Os ministros do STF votaram por unanimidade em favor do reconhecimento de que casais formados por pessoas do mesmo sexo (além de seus filhos e filhas, no caso de serem pais ou mães) são uma entidade familiar merecedora da mesma proteção constitucional dada às outras famílias.

Essa decisão beneficia a todas as pessoas LGBT, porque significa que o Estado reafirmou a dignidade não apenas das pessoas LGBT afetivamente unidas, mas de todas, afirmando em rede nacional e em acórdão judicial que a sexualidade (seja entre iguais ou diferentes) é expressão da natureza humana e a sua prática é uma liberdade que o Estado e a sociedade devem respeitar.

Cai por terra a visão anacrônica de que qualquer forma de sexualidade diferente da heterossexualidade seria uma doença imoral a ser revertida ou curada. O amor consensual entre adultos não é doença e qualquer projeto de lei que tenha essa noção como base está no mínimo 25 anos atrasado. Já se passou um quarto de século desde 17 de maio de 1990, quando a Organização Mundial de Saúde retirou a homossexualidade da sua lista de doenças.

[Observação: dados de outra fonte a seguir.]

// src/lib.rs

//! `qoracle` - Linear-depth multi-controlled gates and comparison phase oracles
//!
//! This library synthesizes circuits that flip the phase of every
//! computational basis state `|x>` whose integer value satisfies a comparison
//! against a fixed threshold (`x < N`, `x > N`, `lo < x < hi`). The oracles
//! are built from multi-controlled Z gates, which in turn come from a
//! synthesizer for arbitrary multi-controlled single-qubit unitaries whose
//! depth grows linearly with the number of controls.
//!
//! A small state-vector simulator is included to check circuits.

pub mod core;
pub mod operations;
pub mod circuits;
pub mod simulation;
pub mod synthesis;
pub mod oracles;
pub mod validation;

// Re-export the most common types for easier top-level use
pub use core::{OracleError, Result, StateVector, SynthesisConfig, Unitary2};
pub use operations::Operation;
pub use circuits::{Circuit, CircuitBuilder, CircuitMetrics};
pub use simulation::{PhaseSignature, Simulator};
pub use synthesis::{apply_linear_multi_control, linear_multi_control, linear_multi_control_with};
pub use oracles::{
    Threshold,
    diagonal_less_than,
    multi_controlled_z,
    oracle_greater_than,
    oracle_interval,
    oracle_less_than,
};
pub use validation::{check_control_set, check_normalization, check_unitary};

// Example 1: Toffoli from the linear synthesizer
// Builds a doubly-controlled X and checks its action on every basis state.
/// ```
/// use qoracle::{Circuit, Simulator, apply_linear_multi_control};
/// use qoracle::core::matrix::pauli_x;
///
/// let mut circuit = Circuit::new(3, "toffoli");
/// apply_linear_multi_control(&mut circuit, &pauli_x(), &[0, 1], 2).unwrap();
/// println!("{}", circuit);
///
/// let simulator = Simulator::new();
/// for x in 0..8usize {
///     let state = simulator.run(&circuit, x).unwrap();
///     // target (wire 2) flips only when wires 0 and 1 are both set
///     let expected = if x & 0b011 == 0b011 { x ^ 0b100 } else { x };
///     let amplitude = state.amplitude(expected).unwrap();
///     assert!((amplitude.norm() - 1.0).abs() < 1e-9, "|{}> went astray", x);
/// }
/// ```
#[doc(hidden)]
const _: () = (); // Attaches the preceding doc comment block to a hidden item

// Example 2: Comparison oracles on six qubits
// The less-than oracle and its diagonal reference agree on every basis state.
/// ```
/// use qoracle::{Simulator, diagonal_less_than, oracle_interval, oracle_less_than};
///
/// let simulator = Simulator::new();
///
/// let less = oracle_less_than(42u64, 6, None).unwrap();
/// let reference = diagonal_less_than(42u64, 6, None).unwrap();
/// let deviation = simulator
///     .phase_signature(&less)
///     .unwrap()
///     .max_deviation(&simulator.phase_signature(&reference).unwrap());
/// assert!(deviation.unwrap() < 1e-6);
///
/// let interval = oracle_interval(25u64, 42u64, 6, None).unwrap();
/// let marked = simulator.marked_states(&interval).unwrap();
/// assert_eq!(marked, (26..42).collect::<Vec<usize>>());
/// println!("{} marks {} states, cost {}", interval.name(), marked.len(), interval.metrics());
/// ```
#[doc(hidden)]
const _: () = (); // Attaches the preceding doc comment block to a hidden item
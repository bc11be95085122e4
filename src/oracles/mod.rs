// src/oracles/mod.rs

//! Phase oracles for integer comparisons.
//!
//! Every oracle maps `|x>` to `-|x>` when the integer `x` satisfies its
//! comparison and leaves it unchanged otherwise. Wire `w` carries bit `w` of
//! `x`.

mod composite;
mod diagonal;
mod less_than;
mod threshold;

pub use composite::{oracle_greater_than, oracle_interval};
pub use diagonal::{array_less_than, diagonal_less_than};
pub use less_than::{multi_controlled_z, oracle_less_than};
pub use threshold::{Threshold, bit_length, to_binary};

use crate::core::{OracleError, Result};

fn check_register(nqubits: usize) -> Result<()> {
    if nqubits == 0 {
        return Err(OracleError::InvalidOperation {
            message: "An oracle needs at least one qubit".to_string(),
        });
    }
    Ok(())
}
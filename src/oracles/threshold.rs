// src/oracles/threshold.rs

//! Comparison thresholds and their binary expansion.

use std::fmt;

use tracing::{debug, trace};

use crate::core::{OracleError, Result};

/// The number an oracle compares basis states against.
///
/// Accepts either an integer or its binary form written most significant bit
/// first, e.g. `Threshold::from(42u64)` and `Threshold::from("101010")` are the
/// same threshold.
#[derive(Debug, Clone, PartialEq, Eq)]
pub enum Threshold {
    /// Plain integer value.
    Number(u64),
    /// Binary digits, most significant first. Leading zeros are allowed.
    Binary(String),
}

impl Threshold {
    /// The integer value, checked against a register of `nqubits` wires.
    ///
    /// # Errors
    /// * `InvalidThreshold` for an empty string, a character other than `0`
    ///   or `1`, or a value beyond `u64`.
    /// * `InvalidWidth` if the value needs more than `nqubits` bits.
    pub fn resolve(&self, nqubits: usize) -> Result<u64> {
        let number = match self {
            Threshold::Number(n) => *n,
            Threshold::Binary(digits) => parse_binary(digits)?,
        };
        let required = bit_length(number);
        if required > nqubits {
            debug!(threshold = %self, nqubits, required, "threshold does not fit the register");
            return Err(OracleError::InvalidWidth { number, nqubits, required });
        }
        trace!(threshold = %self, number, "resolved threshold");
        Ok(number)
    }
}

impl From<u64> for Threshold {
    fn from(number: u64) -> Self {
        Threshold::Number(number)
    }
}

impl From<&str> for Threshold {
    fn from(digits: &str) -> Self {
        Threshold::Binary(digits.to_string())
    }
}

impl From<String> for Threshold {
    fn from(digits: String) -> Self {
        Threshold::Binary(digits)
    }
}

/// Renders `42` for a number and `0b101010` for binary digits, as written.
impl fmt::Display for Threshold {
    fn fmt(&self, f: &mut fmt::Formatter<'_>) -> fmt::Result {
        match self {
            Threshold::Number(n) => write!(f, "{}", n),
            Threshold::Binary(digits) => write!(f, "0b{}", digits),
        }
    }
}

fn parse_binary(digits: &str) -> Result<u64> {
    if digits.is_empty() {
        return Err(OracleError::InvalidThreshold {
            message: "Binary threshold is empty".to_string(),
        });
    }
    if let Some(bad) = digits.chars().find(|c| *c != '0' && *c != '1') {
        return Err(OracleError::InvalidThreshold {
            message: format!("Binary threshold '{}' contains '{}'", digits, bad),
        });
    }
    u64::from_str_radix(digits, 2).map_err(|e| OracleError::InvalidThreshold {
        message: format!("Binary threshold '{}' does not fit in 64 bits: {}", digits, e),
    })
}

/// Number of bits needed to write `number`; zero needs none.
pub fn bit_length(number: u64) -> usize {
    (u64::BITS - number.leading_zeros()) as usize
}

/// `number` in binary, most significant bit first, zero-padded to exactly
/// `nbits` digits.
///
/// # Errors
/// `InvalidWidth` if `number` needs more than `nbits` bits.
///
/// # Examples
/// ```
/// use qoracle::oracles::to_binary;
///
/// assert_eq!(to_binary(42, 8).unwrap(), "00101010");
/// assert!(to_binary(42, 5).is_err());
/// ```
pub fn to_binary(number: u64, nbits: usize) -> Result<String> {
    let required = bit_length(number);
    if required > nbits {
        return Err(OracleError::InvalidWidth { number, nqubits: nbits, required });
    }
    if nbits == 0 {
        return Ok(String::new());
    }
    Ok(format!("{:0>width$b}", number, width = nbits))
}
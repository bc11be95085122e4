// src/simulation/results.rs
use num_complex::Complex;
use std::fmt;

/// The per-basis-state phases of a circuit that is diagonal in the
/// computational basis, as produced by
/// [`Simulator::phase_signature`](super::Simulator::phase_signature).
#[derive(Debug, Clone, PartialEq)]
pub struct PhaseSignature {
    /// `phases[x]` is the factor that basis state `|x>` picks up.
    phases: Vec<Complex<f64>>,
    tolerance: f64,
}

impl PhaseSignature {
    pub(crate) fn new(phases: Vec<Complex<f64>>, tolerance: f64) -> Self {
        Self { phases, tolerance }
    }

    /// All phases, indexed by basis state.
    pub fn phases(&self) -> &[Complex<f64>] {
        &self.phases
    }

    /// Phase of basis state `index`, if in range.
    pub fn phase(&self, index: usize) -> Option<Complex<f64>> {
        self.phases.get(index).copied()
    }

    /// `true` when basis state `index` picks up a factor of −1.
    pub fn is_marked(&self, index: usize) -> bool {
        self.phase(index)
            .is_some_and(|p| (p + Complex::new(1.0, 0.0)).norm() < self.tolerance)
    }

    /// Basis states that pick up a factor of −1, ascending.
    pub fn marked(&self) -> Vec<usize> {
        (0..self.phases.len()).filter(|i| self.is_marked(*i)).collect()
    }

    /// `true` when every phase is either +1 or −1.
    pub fn is_sign_pattern(&self) -> bool {
        self.phases.iter().all(|p| {
            (p - Complex::new(1.0, 0.0)).norm() < self.tolerance || (p + Complex::new(1.0, 0.0)).norm() < self.tolerance
        })
    }

    /// Largest distance between matching phases of two signatures, or
    /// `None` if they describe different widths.
    pub fn max_deviation(&self, other: &PhaseSignature) -> Option<f64> {
        if self.phases.len() != other.phases.len() {
            return None;
        }
        Some(
            self.phases
                .iter()
                .zip(&other.phases)
                .map(|(a, b)| (a - b).norm())
                .fold(0.0, f64::max),
        )
    }
}

impl fmt::Display for PhaseSignature {
    fn fmt(&self, f: &mut fmt::Formatter<'_>) -> fmt::Result {
        writeln!(f, "Phase Signature ({} basis states):", self.phases.len())?;
        let marked = self.marked();
        if marked.is_empty() {
            writeln!(f, "  No basis states marked.")?;
        } else {
            writeln!(f, "  Marked: {:?}", marked)?;
        }
        Ok(())
    }
}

Igualdade com discriminação não é igualdade plena

Mesmo após as autoridades médicas e o poder judiciário entenderem que não tem nada de errado com as pessoas LGBT e que elas possuem os mesmos direitos que as outras pessoas, a discriminação e o preconceito ainda são fortes no Brasil. Muitas pessoas ainda sofrem violências e humilhações em suas famílias, escolas, trabalho, em serviços públicos e nas ruas.

Todo grupo da nossa sociedade que se encontre em uma situação como essa merece ações de proteção do Estado contra os efeitos perversos da discriminação na sociedade. O Estado tem o dever de tomar todas as ações necessárias para proteger todos os seus cidadãos, incluindo as pessoas LGBT.

É preciso combater os preconceitos e violações de direitos fundamentais de lésbicas, gays, travestis, transexuais e bissexuais nas escolas, nos serviços públicos, no ambiente de trabalho e mesmo dentro das casas. A privacidade do lar não pode servir de escudo para o abuso físico ou psicológico das pessoas.

A Lei Maria da Penha já deixou isso claro ao proteger as mulheres de várias violências, assim como as leis de proteção das crianças e adolescentes, como a recente Lei Menino Bernardo, que proíbe castigos físicos. Essas leis deixam claro que tradições violentas ou discriminatórias não têm lugar no século XXI, seja dentro ou fora de casa.

A discussão acerca da criminalização da homofobia busca dar essa resposta legal a esse mal social, mas não é a única forma de enfrentar as discriminações por orientação sexual ou identidade de gênero. A promoção da igualdade deve acontecer também em outros espaços, especialmente nas escolas. 

A educação é a melhor forma de mudar o futuro do país e garantir a inclusão das pessoas LGBT na sociedade é papel dos governos e da sociedade, incluindo educadores e gestores escolares. A escola precisa deixar de ser um espaço de exclusão de diferentes e passar a ser um ambiente de inclusão da diversidade humana.

*Sérgio Costa Floro é Bacharel em Relações Internacionais. Atua na área de Direito à Educação na ActionAid Brasil e na Campanha Nacional pelo Direito à Educação.